[Stored items]
════════════════
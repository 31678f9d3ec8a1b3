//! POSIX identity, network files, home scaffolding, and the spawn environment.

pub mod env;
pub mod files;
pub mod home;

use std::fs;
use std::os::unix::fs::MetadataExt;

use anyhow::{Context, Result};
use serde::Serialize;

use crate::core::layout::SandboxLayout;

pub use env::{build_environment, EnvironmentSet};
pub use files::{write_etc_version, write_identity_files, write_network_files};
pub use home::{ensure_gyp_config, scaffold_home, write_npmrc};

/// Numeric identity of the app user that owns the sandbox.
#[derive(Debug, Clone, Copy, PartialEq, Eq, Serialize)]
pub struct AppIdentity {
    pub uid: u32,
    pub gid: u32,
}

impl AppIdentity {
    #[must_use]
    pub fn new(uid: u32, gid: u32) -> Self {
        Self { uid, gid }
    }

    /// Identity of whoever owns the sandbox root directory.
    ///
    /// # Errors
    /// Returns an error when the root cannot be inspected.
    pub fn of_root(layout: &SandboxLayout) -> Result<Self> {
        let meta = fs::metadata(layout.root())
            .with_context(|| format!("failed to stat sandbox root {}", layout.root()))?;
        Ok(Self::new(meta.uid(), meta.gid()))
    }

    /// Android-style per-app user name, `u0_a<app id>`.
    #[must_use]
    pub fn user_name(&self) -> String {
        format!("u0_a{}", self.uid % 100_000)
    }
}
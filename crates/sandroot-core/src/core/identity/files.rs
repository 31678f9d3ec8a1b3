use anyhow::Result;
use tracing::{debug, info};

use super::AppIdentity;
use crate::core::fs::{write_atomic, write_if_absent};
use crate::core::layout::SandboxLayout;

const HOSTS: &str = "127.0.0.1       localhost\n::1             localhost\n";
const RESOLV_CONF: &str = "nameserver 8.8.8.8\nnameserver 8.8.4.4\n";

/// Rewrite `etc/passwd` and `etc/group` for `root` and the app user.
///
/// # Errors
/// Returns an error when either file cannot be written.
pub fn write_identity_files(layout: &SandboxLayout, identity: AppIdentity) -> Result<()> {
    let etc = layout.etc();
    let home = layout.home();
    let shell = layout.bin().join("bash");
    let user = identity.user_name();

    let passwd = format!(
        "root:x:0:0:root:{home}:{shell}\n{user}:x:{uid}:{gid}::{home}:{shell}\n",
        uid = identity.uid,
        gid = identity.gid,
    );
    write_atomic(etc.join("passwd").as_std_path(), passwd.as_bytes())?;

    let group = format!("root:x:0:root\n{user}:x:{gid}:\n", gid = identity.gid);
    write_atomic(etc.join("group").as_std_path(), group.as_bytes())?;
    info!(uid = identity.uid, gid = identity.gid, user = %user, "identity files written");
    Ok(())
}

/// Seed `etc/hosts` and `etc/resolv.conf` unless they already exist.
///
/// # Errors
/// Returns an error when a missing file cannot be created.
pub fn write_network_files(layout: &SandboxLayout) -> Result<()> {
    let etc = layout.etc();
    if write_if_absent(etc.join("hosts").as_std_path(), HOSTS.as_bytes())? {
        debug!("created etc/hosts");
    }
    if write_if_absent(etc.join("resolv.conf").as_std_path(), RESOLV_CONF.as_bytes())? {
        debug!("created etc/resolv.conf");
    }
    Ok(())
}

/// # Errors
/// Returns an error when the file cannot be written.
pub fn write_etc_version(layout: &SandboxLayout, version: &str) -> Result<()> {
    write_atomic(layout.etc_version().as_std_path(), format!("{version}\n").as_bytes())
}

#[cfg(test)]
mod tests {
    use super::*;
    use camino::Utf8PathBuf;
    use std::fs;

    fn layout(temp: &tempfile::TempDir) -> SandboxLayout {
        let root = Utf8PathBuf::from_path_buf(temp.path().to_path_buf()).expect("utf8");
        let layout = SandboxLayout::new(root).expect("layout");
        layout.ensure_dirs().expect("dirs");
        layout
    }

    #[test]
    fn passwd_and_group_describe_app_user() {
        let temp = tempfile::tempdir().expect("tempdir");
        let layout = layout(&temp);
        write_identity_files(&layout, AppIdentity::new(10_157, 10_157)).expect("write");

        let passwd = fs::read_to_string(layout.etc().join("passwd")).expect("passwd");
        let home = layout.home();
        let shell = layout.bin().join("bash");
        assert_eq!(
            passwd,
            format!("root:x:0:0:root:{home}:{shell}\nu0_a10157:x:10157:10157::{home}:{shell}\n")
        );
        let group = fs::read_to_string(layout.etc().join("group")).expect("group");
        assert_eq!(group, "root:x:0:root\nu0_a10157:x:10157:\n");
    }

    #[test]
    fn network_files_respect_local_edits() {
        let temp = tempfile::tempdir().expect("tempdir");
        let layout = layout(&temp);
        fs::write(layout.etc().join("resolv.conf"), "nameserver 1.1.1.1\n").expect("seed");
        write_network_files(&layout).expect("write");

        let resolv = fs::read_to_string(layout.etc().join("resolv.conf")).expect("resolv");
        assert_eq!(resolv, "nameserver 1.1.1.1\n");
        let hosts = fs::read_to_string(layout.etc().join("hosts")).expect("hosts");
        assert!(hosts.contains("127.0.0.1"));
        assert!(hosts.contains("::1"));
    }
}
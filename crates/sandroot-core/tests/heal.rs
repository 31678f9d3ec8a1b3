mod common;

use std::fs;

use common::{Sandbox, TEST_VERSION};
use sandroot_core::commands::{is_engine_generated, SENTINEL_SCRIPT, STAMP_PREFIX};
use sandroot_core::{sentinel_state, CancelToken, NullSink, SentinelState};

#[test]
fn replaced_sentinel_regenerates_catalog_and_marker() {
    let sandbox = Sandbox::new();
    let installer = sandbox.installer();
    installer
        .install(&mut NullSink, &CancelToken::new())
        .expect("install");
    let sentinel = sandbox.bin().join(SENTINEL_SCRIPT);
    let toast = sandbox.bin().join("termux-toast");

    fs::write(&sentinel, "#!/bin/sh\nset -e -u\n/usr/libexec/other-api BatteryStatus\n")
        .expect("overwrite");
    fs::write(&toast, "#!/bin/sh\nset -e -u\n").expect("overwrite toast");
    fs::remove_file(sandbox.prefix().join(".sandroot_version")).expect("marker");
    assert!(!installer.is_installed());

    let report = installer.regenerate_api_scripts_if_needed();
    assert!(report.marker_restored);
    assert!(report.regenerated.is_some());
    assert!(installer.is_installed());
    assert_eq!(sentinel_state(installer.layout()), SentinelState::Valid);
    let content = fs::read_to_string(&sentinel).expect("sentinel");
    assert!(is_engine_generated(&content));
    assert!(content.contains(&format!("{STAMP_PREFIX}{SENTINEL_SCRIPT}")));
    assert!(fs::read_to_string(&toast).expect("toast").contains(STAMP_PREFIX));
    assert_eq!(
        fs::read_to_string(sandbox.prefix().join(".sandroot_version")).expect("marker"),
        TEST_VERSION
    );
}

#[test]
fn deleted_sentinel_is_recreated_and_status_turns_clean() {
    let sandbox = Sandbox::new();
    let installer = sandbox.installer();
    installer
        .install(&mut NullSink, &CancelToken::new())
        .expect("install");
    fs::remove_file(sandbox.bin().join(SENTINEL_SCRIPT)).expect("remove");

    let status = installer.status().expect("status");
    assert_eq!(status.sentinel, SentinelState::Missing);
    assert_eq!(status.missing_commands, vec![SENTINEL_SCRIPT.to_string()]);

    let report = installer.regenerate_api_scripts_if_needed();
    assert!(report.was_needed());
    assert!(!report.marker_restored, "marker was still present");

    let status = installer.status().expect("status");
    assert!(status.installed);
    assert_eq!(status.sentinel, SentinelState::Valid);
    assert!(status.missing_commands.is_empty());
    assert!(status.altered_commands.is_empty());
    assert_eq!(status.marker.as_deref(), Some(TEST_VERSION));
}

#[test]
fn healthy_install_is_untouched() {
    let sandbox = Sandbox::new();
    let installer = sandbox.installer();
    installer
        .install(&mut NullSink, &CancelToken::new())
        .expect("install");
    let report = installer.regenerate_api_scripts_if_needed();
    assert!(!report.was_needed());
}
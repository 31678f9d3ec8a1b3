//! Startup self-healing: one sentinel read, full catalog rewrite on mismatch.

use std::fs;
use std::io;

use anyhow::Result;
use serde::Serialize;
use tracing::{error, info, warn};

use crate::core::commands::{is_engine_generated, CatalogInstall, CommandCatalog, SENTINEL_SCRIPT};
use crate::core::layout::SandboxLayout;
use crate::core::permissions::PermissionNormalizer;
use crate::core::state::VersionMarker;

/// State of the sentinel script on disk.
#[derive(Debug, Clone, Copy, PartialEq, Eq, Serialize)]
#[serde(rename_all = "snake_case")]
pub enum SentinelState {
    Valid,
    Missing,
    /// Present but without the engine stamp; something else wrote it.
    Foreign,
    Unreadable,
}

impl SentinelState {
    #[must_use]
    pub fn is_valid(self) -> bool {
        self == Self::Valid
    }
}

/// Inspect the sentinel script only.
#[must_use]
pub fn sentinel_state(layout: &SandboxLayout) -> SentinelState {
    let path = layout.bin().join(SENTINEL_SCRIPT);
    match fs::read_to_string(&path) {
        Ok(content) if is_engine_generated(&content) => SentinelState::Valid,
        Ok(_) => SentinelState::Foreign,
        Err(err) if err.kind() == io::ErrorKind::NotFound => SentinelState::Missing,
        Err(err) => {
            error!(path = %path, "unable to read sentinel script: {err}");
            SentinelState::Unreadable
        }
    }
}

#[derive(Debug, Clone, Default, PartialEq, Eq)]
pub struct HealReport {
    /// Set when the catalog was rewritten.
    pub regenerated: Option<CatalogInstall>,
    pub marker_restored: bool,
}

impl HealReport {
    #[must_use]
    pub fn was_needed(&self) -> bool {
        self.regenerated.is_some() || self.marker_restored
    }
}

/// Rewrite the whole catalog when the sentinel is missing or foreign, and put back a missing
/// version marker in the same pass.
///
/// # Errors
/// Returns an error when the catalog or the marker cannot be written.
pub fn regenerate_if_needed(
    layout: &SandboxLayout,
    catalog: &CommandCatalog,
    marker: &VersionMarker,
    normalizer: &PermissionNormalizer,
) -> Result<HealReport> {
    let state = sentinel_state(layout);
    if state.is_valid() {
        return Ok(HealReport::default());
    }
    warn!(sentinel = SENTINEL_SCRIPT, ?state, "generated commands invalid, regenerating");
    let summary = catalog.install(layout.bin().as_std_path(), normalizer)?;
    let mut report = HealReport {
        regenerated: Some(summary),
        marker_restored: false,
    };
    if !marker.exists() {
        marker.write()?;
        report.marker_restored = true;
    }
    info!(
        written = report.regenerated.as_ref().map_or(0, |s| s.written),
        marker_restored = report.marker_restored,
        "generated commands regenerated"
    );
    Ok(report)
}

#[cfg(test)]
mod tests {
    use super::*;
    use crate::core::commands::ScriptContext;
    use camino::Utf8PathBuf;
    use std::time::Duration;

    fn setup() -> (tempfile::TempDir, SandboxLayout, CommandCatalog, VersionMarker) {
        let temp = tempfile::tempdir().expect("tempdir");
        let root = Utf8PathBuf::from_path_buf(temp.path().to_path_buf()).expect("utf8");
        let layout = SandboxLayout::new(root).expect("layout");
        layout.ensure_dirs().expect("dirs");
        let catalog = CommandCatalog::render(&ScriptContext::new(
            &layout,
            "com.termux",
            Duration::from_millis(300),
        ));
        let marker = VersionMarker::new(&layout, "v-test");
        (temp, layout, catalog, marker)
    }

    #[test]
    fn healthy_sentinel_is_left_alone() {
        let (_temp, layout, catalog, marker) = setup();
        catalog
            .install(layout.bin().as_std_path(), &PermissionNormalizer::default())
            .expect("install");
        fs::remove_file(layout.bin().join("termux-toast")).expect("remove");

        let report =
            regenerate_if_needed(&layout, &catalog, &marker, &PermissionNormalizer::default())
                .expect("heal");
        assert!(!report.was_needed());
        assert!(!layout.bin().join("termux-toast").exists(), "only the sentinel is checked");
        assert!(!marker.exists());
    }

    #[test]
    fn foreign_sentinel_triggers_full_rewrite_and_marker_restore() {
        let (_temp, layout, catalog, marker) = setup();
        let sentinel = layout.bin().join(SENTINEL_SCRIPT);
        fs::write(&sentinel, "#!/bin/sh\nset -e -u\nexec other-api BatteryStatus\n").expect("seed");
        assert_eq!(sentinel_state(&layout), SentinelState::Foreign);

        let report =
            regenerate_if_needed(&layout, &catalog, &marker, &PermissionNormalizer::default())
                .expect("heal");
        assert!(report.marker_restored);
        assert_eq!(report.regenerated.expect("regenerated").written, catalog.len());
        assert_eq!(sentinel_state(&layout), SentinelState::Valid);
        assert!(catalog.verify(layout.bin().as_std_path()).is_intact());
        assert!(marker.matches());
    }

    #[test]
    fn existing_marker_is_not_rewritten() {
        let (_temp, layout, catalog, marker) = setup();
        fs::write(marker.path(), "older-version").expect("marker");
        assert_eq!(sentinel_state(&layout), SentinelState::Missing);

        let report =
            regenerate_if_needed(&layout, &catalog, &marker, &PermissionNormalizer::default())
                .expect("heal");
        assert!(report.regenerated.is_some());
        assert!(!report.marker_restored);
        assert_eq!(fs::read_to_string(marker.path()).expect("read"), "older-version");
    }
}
════════════════
= Exercise =
Taking the lines above, repeat exactly those from the line that contains "use crate::core::state::VersionMarker;" through the line that contains "pub fn sentinel_state(layout: &SandboxLayout)", and both of those lines as well. Include nothing else.

= Answer to this exercise =
use crate::core::state::VersionMarker;

/// State of the sentinel script on disk.
#[derive(Debug, Clone, Copy, PartialEq, Eq, Serialize)]
#[serde(rename_all = "snake_case")]
pub enum SentinelState {
    Valid,
    Missing,
    /// Present but without the engine stamp; something else wrote it.
    Foreign,
    Unreadable,
}

impl SentinelState {
    #[must_use]
    pub fn is_valid(self) -> bool {
        self == Self::Valid
    }
}

/// Inspect the sentinel script only.
#[must_use]
pub fn sentinel_state(layout: &SandboxLayout) -> SentinelState {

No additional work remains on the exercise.